** Material for the task **
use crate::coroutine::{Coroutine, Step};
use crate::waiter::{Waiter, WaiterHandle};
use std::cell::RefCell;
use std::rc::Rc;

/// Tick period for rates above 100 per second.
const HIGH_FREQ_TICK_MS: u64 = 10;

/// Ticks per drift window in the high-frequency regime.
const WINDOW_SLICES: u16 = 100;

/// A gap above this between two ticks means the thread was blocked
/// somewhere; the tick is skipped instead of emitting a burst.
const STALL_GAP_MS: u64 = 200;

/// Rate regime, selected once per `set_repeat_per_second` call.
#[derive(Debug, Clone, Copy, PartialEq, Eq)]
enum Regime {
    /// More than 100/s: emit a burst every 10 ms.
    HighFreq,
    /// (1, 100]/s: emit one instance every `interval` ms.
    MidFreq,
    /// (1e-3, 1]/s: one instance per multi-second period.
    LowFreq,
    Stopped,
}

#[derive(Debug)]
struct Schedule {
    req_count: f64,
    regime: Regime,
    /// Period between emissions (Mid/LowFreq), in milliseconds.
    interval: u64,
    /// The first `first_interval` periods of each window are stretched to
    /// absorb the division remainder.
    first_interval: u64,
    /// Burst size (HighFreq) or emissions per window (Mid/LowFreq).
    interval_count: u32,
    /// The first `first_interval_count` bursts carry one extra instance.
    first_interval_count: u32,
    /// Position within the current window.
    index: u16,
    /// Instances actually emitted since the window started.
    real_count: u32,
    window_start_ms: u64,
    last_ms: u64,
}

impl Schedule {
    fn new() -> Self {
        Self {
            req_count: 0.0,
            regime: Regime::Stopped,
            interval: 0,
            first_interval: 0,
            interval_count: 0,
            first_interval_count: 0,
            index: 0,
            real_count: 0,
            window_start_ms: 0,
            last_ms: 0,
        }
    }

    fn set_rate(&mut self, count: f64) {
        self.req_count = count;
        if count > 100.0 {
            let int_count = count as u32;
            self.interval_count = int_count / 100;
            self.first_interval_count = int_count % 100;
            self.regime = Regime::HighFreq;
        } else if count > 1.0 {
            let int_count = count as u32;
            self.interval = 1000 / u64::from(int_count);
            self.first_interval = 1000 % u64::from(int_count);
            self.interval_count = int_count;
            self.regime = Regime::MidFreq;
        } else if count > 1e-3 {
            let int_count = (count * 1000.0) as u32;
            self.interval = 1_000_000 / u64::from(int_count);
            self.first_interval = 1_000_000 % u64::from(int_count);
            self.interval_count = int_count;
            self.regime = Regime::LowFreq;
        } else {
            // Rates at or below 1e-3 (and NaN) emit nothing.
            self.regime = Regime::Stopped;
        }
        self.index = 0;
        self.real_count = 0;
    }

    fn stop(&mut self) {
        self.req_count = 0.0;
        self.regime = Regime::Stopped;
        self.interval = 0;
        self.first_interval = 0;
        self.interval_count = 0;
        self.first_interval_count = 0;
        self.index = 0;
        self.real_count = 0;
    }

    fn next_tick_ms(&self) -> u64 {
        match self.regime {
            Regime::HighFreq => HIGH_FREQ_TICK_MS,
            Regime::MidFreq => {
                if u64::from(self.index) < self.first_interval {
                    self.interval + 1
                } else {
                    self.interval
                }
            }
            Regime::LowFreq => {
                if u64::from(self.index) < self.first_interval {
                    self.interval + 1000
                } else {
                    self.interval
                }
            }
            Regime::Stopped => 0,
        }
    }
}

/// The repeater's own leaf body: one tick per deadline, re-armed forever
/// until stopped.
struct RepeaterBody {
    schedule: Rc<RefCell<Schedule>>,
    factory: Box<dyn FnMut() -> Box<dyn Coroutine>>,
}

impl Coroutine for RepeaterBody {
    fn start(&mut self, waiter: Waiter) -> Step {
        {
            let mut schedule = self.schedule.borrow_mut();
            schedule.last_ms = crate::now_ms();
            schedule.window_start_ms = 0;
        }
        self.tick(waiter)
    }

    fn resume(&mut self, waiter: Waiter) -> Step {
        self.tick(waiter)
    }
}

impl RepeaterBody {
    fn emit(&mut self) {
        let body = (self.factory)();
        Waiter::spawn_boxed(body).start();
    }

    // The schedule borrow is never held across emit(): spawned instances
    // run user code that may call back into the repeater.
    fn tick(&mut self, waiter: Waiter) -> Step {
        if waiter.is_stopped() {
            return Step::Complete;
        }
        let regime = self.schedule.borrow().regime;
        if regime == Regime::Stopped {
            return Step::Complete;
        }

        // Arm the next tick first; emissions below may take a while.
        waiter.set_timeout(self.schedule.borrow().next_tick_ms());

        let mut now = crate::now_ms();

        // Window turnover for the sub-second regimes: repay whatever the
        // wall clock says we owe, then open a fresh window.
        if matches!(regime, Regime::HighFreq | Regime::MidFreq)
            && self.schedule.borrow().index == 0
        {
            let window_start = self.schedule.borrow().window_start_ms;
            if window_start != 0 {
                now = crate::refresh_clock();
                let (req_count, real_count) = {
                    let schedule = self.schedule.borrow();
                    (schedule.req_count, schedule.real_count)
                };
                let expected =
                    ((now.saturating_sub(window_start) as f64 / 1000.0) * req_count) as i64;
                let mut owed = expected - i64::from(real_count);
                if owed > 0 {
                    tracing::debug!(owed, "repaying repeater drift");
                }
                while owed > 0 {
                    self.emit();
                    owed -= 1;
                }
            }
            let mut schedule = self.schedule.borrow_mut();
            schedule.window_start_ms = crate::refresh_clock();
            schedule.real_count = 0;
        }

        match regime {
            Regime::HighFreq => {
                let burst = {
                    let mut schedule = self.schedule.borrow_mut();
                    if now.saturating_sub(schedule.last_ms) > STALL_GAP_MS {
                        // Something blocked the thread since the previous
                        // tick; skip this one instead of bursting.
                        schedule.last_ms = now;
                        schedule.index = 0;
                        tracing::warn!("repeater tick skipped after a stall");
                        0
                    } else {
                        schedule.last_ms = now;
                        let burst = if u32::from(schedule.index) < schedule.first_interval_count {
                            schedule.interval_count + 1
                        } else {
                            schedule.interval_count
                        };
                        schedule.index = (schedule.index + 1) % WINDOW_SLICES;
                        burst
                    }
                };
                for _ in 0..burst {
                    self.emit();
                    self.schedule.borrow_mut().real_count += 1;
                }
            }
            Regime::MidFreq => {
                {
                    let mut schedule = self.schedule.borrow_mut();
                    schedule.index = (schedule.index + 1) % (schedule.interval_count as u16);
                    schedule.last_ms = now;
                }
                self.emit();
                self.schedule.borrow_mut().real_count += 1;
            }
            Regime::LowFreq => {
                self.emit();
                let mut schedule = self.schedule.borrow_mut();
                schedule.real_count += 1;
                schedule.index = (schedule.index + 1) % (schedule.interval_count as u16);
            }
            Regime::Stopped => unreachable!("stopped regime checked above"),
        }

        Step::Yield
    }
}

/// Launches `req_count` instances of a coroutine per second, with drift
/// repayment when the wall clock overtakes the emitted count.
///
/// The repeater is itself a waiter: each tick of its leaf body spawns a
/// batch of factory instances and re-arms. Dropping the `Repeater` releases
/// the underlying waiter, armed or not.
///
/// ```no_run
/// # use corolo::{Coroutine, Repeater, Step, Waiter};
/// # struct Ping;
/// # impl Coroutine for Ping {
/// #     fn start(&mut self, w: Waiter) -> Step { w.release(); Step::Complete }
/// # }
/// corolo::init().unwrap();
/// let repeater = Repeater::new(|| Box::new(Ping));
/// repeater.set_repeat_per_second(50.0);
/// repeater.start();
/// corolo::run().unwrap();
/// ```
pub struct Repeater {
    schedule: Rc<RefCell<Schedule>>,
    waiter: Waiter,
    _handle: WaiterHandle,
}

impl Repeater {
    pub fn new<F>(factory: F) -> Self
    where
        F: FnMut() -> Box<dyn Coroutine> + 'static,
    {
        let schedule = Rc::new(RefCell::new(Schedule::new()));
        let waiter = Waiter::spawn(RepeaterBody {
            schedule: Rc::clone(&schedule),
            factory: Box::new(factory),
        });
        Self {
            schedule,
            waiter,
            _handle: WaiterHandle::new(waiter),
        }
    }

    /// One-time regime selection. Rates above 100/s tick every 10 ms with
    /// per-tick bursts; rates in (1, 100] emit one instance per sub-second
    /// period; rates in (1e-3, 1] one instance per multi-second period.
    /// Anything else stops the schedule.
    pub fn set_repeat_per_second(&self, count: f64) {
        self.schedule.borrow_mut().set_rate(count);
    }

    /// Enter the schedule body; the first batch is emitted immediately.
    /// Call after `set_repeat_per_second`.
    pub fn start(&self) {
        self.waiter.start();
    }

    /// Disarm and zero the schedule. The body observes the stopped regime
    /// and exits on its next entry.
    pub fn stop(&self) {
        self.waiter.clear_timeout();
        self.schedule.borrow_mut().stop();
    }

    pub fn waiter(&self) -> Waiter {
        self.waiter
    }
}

* * *

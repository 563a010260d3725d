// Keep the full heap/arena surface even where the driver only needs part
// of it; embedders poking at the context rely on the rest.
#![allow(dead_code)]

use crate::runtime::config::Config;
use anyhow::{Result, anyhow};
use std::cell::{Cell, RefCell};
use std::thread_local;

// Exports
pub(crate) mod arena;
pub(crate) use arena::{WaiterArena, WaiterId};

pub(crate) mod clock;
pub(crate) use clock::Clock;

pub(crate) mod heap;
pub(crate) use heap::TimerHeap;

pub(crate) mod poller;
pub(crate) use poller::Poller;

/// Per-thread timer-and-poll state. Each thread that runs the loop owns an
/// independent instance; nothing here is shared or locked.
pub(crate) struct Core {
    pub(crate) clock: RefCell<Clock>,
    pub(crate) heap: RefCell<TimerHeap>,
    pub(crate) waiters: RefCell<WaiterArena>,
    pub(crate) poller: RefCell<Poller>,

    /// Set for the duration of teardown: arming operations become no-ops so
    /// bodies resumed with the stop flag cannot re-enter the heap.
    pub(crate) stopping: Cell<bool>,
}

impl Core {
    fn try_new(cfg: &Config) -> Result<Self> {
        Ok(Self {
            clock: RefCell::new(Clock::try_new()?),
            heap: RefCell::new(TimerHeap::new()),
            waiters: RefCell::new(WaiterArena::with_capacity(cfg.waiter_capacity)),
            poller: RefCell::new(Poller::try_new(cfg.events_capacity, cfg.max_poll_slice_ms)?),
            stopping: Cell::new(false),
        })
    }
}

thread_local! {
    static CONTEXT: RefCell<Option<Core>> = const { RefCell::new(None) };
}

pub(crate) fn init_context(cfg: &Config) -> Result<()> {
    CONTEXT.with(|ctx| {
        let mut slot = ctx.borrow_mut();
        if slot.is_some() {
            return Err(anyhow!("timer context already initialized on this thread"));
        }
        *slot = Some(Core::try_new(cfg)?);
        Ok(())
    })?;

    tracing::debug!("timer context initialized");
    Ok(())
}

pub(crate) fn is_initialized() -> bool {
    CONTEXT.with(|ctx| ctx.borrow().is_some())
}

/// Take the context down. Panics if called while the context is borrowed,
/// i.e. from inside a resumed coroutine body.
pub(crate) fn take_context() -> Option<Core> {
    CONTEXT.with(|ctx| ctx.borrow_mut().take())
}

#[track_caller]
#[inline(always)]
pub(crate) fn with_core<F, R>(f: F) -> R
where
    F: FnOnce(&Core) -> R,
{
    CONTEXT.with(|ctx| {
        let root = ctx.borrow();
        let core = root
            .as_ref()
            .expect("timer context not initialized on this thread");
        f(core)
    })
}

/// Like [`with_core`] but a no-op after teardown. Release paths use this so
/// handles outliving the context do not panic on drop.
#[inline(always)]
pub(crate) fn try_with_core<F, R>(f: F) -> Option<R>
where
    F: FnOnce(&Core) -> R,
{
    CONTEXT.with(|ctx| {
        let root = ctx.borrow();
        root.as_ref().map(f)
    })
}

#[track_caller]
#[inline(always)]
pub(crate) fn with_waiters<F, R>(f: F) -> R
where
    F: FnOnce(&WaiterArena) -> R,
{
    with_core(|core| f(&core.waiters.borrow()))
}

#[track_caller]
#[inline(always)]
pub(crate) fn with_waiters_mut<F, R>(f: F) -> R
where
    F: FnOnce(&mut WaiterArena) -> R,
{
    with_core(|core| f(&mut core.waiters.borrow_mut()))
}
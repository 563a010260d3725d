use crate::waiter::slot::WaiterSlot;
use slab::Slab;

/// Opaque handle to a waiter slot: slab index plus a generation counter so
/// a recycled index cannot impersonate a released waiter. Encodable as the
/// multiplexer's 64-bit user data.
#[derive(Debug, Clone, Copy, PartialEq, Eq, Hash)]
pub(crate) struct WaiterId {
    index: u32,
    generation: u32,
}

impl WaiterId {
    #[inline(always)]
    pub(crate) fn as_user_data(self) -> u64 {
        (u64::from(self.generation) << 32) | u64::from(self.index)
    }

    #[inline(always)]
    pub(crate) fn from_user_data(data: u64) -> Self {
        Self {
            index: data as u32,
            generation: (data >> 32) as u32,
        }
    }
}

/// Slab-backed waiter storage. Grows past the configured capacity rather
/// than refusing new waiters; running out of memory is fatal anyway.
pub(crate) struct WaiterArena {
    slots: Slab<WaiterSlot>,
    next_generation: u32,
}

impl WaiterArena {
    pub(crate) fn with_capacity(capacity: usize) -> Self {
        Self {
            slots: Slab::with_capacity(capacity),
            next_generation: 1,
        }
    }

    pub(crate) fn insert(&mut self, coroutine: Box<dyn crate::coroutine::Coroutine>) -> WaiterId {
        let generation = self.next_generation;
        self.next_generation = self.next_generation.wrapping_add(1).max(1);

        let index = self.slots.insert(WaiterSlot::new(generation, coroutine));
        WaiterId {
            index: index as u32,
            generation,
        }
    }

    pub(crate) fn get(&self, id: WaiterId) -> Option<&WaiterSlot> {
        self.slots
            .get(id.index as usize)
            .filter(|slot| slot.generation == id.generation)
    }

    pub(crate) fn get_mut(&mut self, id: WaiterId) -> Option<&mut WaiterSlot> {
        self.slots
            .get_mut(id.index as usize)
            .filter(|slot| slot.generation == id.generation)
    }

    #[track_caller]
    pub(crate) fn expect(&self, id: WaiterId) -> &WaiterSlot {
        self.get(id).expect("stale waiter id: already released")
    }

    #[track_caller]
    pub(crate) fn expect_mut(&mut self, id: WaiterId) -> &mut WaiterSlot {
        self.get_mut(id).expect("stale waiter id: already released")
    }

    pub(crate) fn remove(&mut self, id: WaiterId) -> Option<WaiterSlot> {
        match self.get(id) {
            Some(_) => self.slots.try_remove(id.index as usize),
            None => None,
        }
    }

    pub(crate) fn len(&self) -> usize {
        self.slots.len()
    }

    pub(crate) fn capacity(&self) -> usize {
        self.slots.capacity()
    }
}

** Work required **
Go through the material above, find each line with the string "since", and copy it.

** Written reply **
    /// Instances actually emitted since the window started.
                        // Something blocked the thread since the previous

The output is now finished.